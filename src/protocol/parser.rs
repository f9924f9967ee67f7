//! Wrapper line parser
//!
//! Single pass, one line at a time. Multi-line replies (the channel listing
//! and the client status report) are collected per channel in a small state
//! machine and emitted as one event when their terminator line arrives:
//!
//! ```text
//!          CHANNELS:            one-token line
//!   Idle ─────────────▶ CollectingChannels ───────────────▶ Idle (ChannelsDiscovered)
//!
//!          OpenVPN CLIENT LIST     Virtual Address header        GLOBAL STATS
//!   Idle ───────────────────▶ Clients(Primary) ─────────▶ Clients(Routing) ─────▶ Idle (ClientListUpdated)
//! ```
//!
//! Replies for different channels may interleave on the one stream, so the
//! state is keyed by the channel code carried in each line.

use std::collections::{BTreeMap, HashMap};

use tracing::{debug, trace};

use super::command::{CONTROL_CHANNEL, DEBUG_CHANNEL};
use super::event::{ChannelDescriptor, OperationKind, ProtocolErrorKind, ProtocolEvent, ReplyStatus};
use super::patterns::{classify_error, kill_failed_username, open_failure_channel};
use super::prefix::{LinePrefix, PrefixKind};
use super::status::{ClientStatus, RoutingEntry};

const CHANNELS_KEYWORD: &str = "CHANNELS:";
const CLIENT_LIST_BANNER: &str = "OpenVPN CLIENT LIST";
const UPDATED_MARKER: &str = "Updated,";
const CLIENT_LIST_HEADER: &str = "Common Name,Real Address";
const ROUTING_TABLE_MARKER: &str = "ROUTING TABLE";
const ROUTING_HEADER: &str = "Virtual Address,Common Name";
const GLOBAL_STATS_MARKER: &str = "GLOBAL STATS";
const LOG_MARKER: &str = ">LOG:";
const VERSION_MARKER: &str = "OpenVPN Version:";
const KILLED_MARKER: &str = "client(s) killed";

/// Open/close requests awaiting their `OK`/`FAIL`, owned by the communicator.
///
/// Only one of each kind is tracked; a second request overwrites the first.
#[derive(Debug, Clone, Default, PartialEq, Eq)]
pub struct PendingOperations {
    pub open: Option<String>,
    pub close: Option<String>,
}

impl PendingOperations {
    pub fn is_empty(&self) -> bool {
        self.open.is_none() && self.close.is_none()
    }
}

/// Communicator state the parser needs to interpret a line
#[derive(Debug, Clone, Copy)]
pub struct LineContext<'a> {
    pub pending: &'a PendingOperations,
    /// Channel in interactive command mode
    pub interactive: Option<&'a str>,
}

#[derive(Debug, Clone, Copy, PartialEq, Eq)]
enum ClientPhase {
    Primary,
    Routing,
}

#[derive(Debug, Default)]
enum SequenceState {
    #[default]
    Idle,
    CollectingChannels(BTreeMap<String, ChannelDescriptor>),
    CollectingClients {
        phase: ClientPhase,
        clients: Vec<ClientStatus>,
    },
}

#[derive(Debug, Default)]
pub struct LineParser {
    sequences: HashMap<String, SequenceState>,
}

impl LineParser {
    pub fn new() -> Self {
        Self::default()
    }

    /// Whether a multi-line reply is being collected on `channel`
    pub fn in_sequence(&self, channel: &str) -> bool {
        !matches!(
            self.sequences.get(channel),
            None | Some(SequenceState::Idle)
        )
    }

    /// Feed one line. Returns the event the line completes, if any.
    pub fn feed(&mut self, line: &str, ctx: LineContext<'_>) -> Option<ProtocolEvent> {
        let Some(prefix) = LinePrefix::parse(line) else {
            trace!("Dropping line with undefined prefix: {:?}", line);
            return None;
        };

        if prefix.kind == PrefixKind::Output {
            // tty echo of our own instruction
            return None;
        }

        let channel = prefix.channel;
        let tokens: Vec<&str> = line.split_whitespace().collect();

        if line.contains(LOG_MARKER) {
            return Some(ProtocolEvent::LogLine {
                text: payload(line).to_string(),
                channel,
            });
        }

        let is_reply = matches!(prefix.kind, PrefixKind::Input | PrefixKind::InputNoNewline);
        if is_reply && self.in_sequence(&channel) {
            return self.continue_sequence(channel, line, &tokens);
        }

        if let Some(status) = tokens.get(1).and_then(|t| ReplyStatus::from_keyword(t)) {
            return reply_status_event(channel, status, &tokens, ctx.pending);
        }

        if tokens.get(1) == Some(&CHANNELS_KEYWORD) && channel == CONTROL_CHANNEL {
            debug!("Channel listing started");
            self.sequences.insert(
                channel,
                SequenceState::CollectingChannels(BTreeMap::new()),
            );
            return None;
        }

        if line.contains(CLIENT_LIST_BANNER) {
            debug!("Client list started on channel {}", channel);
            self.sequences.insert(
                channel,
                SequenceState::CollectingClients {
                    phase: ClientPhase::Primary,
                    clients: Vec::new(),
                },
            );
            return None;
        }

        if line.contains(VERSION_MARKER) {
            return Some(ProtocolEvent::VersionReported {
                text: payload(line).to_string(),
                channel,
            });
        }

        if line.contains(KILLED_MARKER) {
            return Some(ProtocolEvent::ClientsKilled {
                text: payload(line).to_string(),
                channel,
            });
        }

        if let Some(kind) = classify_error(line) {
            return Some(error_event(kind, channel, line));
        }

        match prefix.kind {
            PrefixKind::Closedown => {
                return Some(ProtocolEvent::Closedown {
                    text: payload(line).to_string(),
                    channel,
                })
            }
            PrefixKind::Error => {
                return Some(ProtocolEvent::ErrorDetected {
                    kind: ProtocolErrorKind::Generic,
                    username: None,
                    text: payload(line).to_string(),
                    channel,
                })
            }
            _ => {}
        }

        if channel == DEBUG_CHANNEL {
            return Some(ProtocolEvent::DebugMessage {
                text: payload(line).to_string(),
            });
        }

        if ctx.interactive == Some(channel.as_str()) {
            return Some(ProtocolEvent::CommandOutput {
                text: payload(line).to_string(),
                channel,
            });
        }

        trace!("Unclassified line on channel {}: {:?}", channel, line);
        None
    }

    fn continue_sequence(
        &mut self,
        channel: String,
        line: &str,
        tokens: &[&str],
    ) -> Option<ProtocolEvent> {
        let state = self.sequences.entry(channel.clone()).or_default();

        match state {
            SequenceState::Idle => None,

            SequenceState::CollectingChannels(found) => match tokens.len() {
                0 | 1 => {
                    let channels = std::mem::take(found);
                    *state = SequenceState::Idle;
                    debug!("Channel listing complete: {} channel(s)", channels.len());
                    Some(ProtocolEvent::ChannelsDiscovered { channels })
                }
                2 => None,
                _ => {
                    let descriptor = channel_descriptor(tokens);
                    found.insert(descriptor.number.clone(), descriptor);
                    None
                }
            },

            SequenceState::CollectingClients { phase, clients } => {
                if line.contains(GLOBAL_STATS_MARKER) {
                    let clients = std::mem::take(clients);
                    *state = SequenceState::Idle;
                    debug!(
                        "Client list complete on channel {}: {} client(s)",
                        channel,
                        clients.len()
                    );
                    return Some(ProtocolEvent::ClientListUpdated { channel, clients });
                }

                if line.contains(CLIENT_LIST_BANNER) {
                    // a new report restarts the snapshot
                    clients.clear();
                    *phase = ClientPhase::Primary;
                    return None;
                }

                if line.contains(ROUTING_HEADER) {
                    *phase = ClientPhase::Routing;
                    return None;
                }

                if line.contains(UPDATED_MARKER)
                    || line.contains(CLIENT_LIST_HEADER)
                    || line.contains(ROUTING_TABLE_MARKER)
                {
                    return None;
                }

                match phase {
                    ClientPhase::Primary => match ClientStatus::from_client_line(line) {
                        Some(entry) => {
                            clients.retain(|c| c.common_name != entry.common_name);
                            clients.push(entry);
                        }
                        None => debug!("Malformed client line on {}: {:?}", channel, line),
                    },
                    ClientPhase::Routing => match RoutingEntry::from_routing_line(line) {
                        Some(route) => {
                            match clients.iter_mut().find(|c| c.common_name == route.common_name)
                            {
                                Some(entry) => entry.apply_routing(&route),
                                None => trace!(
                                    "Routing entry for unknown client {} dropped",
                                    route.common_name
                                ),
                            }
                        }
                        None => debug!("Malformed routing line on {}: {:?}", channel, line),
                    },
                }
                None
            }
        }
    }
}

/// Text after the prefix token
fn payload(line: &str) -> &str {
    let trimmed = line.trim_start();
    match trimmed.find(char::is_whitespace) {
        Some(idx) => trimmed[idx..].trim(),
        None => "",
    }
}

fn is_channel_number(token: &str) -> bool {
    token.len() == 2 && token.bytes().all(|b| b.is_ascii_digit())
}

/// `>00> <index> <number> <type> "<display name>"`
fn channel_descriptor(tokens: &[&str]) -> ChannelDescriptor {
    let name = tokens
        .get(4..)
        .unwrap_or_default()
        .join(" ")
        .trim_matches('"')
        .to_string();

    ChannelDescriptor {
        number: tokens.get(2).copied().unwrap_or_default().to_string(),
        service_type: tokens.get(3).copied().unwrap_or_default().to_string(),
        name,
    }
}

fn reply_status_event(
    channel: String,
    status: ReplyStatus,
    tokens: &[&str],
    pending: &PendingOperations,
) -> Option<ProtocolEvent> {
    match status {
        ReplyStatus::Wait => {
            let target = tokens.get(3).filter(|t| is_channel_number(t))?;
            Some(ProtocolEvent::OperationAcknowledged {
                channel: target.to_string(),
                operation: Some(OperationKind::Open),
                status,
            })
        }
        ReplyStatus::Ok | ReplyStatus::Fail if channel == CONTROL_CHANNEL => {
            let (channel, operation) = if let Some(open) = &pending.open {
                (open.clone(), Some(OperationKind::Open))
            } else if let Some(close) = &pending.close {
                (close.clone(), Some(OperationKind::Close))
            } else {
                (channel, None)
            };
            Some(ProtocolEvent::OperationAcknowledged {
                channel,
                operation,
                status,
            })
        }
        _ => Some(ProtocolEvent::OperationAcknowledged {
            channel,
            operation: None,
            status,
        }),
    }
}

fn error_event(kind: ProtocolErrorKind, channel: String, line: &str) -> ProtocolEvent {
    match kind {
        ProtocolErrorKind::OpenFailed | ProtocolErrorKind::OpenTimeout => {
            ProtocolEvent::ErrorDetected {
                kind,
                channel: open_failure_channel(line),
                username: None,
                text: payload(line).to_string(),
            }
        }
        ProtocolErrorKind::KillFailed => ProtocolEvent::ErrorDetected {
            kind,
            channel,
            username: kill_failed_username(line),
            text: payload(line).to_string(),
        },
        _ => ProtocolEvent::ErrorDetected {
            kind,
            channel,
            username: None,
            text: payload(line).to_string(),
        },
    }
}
■ ■ ■ ■ ■ ■ ■
PROBLEM STATEMENT: Transcribe exactly, and only, the lines from the opening line of the records through the line containing "pub struct PendingOperations".

RESULT FOR THIS TASK:
filename src/protocol/parser.rs
repository f9924f9967ee67f7
//! Wrapper line parser
//!
//! Single pass, one line at a time. Multi-line replies (the channel listing
//! and the client status report) are collected per channel in a small state
//! machine and emitted as one event when their terminator line arrives:
//!
//! ```text
//!          CHANNELS:            one-token line
//!   Idle ─────────────▶ CollectingChannels ───────────────▶ Idle (ChannelsDiscovered)
//!
//!          OpenVPN CLIENT LIST     Virtual Address header        GLOBAL STATS
//!   Idle ───────────────────▶ Clients(Primary) ─────────▶ Clients(Routing) ─────▶ Idle (ClientListUpdated)
//! ```
//!
//! Replies for different channels may interleave on the one stream, so the
//! state is keyed by the channel code carried in each line.

use std::collections::{BTreeMap, HashMap};

use tracing::{debug, trace};

use super::command::{CONTROL_CHANNEL, DEBUG_CHANNEL};
use super::event::{ChannelDescriptor, OperationKind, ProtocolErrorKind, ProtocolEvent, ReplyStatus};
use super::patterns::{classify_error, kill_failed_username, open_failure_channel};
use super::prefix::{LinePrefix, PrefixKind};
use super::status::{ClientStatus, RoutingEntry};

const CHANNELS_KEYWORD: &str = "CHANNELS:";
const CLIENT_LIST_BANNER: &str = "OpenVPN CLIENT LIST";
const UPDATED_MARKER: &str = "Updated,";
const CLIENT_LIST_HEADER: &str = "Common Name,Real Address";
const ROUTING_TABLE_MARKER: &str = "ROUTING TABLE";
const ROUTING_HEADER: &str = "Virtual Address,Common Name";
const GLOBAL_STATS_MARKER: &str = "GLOBAL STATS";
const LOG_MARKER: &str = ">LOG:";
const VERSION_MARKER: &str = "OpenVPN Version:";
const KILLED_MARKER: &str = "client(s) killed";

/// Open/close requests awaiting their `OK`/`FAIL`, owned by the communicator.
///
/// Only one of each kind is tracked; a second request overwrites the first.
#[derive(Debug, Clone, Default, PartialEq, Eq)]
pub struct PendingOperations {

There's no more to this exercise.